Problem description:
From the entries below, copy each line in which the word "SwitchFrame" occurs.

+++ Data for this task +++

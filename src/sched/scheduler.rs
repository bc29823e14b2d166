// Copyright 2025 The Cinder Authors
//
// Use of this source code is governed by a MIT-style
// license that can be found in the LICENSE file or at
// https://opensource.org/licenses/MIT

//! Task table and round-robin selection
//!
//! Tasks live in a fixed array of slots. Slots are handed out in order and
//! never reclaimed, so a slot index is a stable handle for the lifetime of
//! the kernel. The ready ring is threaded through [`Task::next`] as slot
//! indices, in creation order; terminated tasks stay linked and are skipped.
//!
//! This type only makes decisions. It never switches stacks itself: it
//! hands back a [`SwitchFrame`] that the caller passes to the architecture
//! after releasing the table lock.

use core::ptr::NonNull;

use super::state::{Pid, TaskError, TaskFlags, TaskState};
use super::task::Task;
use crate::config::MAX_TASKS;

/// Operands for `Arch::switch`
#[derive(Debug)]
pub struct SwitchFrame {
    /// Where the outgoing task's stack pointer is saved
    pub save: *mut usize,
    /// Stack pointer of the incoming task
    pub next: usize,
}

/// Task table and scheduling state
pub struct Scheduler {
    /// All tasks in the system, indexed by slot
    tasks: [Option<Task>; MAX_TASKS],
    /// Number of slots handed out
    count: usize,
    /// Slot of the running task
    current: Option<usize>,
    /// Slot of the idle task
    idle: Option<usize>,
    /// Last slot linked into the ring
    tail: Option<usize>,
    next_pid: Pid,
}

impl Scheduler {
    /// Create an empty task table
    pub const fn new() -> Self {
        Self {
            tasks: [const { None }; MAX_TASKS],
            count: 0,
            current: None,
            idle: None,
            tail: None,
            next_pid: 1,
        }
    }

    /// Whether a current task exists
    pub fn is_initialized(&self) -> bool {
        self.current.is_some()
    }

    /// Whether every slot has been handed out
    pub fn is_full(&self) -> bool {
        self.count >= MAX_TASKS
    }

    /// Number of slots handed out (terminated tasks included)
    pub fn len(&self) -> usize {
        self.count
    }

    /// Whether no task has been adopted or added yet
    pub fn is_empty(&self) -> bool {
        self.count == 0
    }

    /// Wrap the code that is already executing as the first, running task
    ///
    /// Its stack pointer is filled in by the first switch away from it.
    pub fn adopt_boot_task(&mut self) -> Result<Pid, TaskError> {
        if !self.is_empty() {
            return Err(TaskError::AlreadyInitialized);
        }
        let slot = self.insert(None, 0, TaskFlags::BOOT)?;
        let task = self.slot_mut(slot);
        task.state = TaskState::Running;
        task.schedule_count = 1;
        let pid = task.pid;
        self.current = Some(slot);
        Ok(pid)
    }

    /// Add a ready task whose initial frame sits at `sp`
    pub fn add_task(&mut self, stack: Option<NonNull<u8>>, sp: usize, flags: TaskFlags) -> Result<Pid, TaskError> {
        if self.current.is_none() {
            return Err(TaskError::NotInitialized);
        }
        let slot = self.insert(stack, sp, flags)?;
        if flags.contains(TaskFlags::IDLE) {
            self.idle = Some(slot);
        }
        Ok(self.slot(slot).pid)
    }

    fn insert(&mut self, stack: Option<NonNull<u8>>, sp: usize, flags: TaskFlags) -> Result<usize, TaskError> {
        if self.is_full() {
            return Err(TaskError::TableFull);
        }
        let slot = self.count;
        let pid = self.next_pid;
        self.tasks[slot] = Some(Task::new(pid, TaskState::Ready, flags, stack, sp));
        self.count += 1;
        self.next_pid += 1;
        self.link(slot);
        Ok(slot)
    }

    /// Append `slot` to the ring, right before its head
    fn link(&mut self, slot: usize) {
        match self.tail {
            None => self.slot_mut(slot).next = slot,
            Some(tail) => {
                let head = self.slot(tail).next;
                self.slot_mut(slot).next = head;
                self.slot_mut(tail).next = slot;
            }
        }
        self.tail = Some(slot);
    }

    /// Pick the task that should run next
    ///
    /// Walks the ring once starting after the current task. The first
    /// ready non-idle task wins. Failing that, the current task keeps the
    /// CPU if it is still runnable, then the idle task is used. `None` means nothing
    /// is runnable and the caller has to wait for an interrupt.
    pub fn select_next(&self) -> Option<usize> {
        let current = self.current?;
        let mut idle = None;

        let mut slot = self.slot(current).next;
        for _ in 0..self.count {
            if slot == current {
                break;
            }
            let task = self.slot(slot);
            if task.state == TaskState::Ready {
                if task.is_idle() {
                    idle = Some(slot);
                } else {
                    return Some(slot);
                }
            }
            slot = task.next;
        }

        if self.slot(current).state.is_runnable() {
            return Some(current);
        }
        idle
    }

    /// Make `slot` the running task
    ///
    /// The outgoing task is demoted to ready only if it is still running;
    /// blocked and terminated tasks keep their state. Returns `None` when
    /// `slot` is already current and no switch is needed.
    pub fn switch_to(&mut self, slot: usize) -> Option<SwitchFrame> {
        let prev = self.current?;
        if slot == prev {
            self.slot_mut(slot).state = TaskState::Running;
            return None;
        }

        let outgoing = self.slot_mut(prev);
        if outgoing.state == TaskState::Running {
            outgoing.state = TaskState::Ready;
        }
        let save = &mut outgoing.sp as *mut usize;

        let incoming = self.slot_mut(slot);
        incoming.state = TaskState::Running;
        incoming.schedule_count += 1;
        let next = incoming.sp;

        self.current = Some(slot);
        Some(SwitchFrame { save, next })
    }

    /// Put the current task to sleep until `wake_tick`
    pub fn block_current(&mut self, wake_tick: u64) -> bool {
        match self.current {
            Some(slot) => {
                let task = self.slot_mut(slot);
                task.state = TaskState::Blocked;
                task.wake_tick = wake_tick;
                true
            }
            None => false,
        }
    }

    /// Mark the current task terminated and hand back its stack
    pub fn terminate_current(&mut self) -> Option<NonNull<u8>> {
        let slot = self.current?;
        let task = self.slot_mut(slot);
        task.state = TaskState::Terminated;
        task.stack.take()
    }

    /// Move every blocked task whose deadline has passed back to ready
    pub fn wake_sleepers(&mut self, now: u64) -> usize {
        let mut woken = 0;
        for task in self.tasks.iter_mut().flatten() {
            if task.state == TaskState::Blocked && task.wake_tick <= now {
                task.state = TaskState::Ready;
                woken += 1;
            }
        }
        woken
    }

    /// Look up a task by pid
    pub fn task(&self, pid: Pid) -> Option<&Task> {
        self.tasks().find(|task| task.pid == pid)
    }

    /// State of the task with `pid`
    pub fn state_of(&self, pid: Pid) -> Option<TaskState> {
        self.task(pid).map(Task::state)
    }

    /// The running task
    pub fn current(&self) -> Option<&Task> {
        self.current.map(|slot| self.slot(slot))
    }

    pub fn current_pid(&self) -> Option<Pid> {
        self.current().map(Task::pid)
    }

    pub fn idle_pid(&self) -> Option<Pid> {
        self.idle.map(|slot| self.slot(slot).pid)
    }

    /// Iterate over every task in slot order
    pub fn tasks(&self) -> impl Iterator<Item = &Task> {
        self.tasks.iter().flatten()
    }

    fn slot(&self, slot: usize) -> &Task {
        match &self.tasks[slot] {
            Some(task) => task,
            None => unreachable!("ring links only populated slots"),
        }
    }

    fn slot_mut(&mut self, slot: usize) -> &mut Task {
        match &mut self.tasks[slot] {
            Some(task) => task,
            None => unreachable!("ring links only populated slots"),
        }
    }
}

impl Default for Scheduler {
    fn default() -> Self {
        Self::new()
    }
}
// Copyright 2025 The Cinder Authors
//
// Use of this source code is governed by a MIT-style
// license that can be found in the LICENSE file or at
// https://opensource.org/licenses/MIT

//! x86_64 (amd64) architecture-specific code
//!
//! Context switching, the legacy 8259 PIC, the 8254 PIT and, for the
//! kernel image, the IDT entry for the timer. The frame layout is plain
//! memory writes and also builds for host tests.

pub mod frame;

#[cfg(target_os = "none")]
pub mod pic;
#[cfg(target_os = "none")]
pub mod pit;
#[cfg(target_os = "none")]
pub mod switch;

#[cfg(all(feature = "kernel", target_os = "none"))]
pub mod idt;

#[cfg(target_os = "none")]
mod cpu;

#[cfg(target_os = "none")]
pub use cpu::Amd64;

+++

Answer box:
//! hands back a [`SwitchFrame`] that the caller passes to the architecture
pub struct SwitchFrame {
    pub fn switch_to(&mut self, slot: usize) -> Option<SwitchFrame> {
        Some(SwitchFrame { save, next })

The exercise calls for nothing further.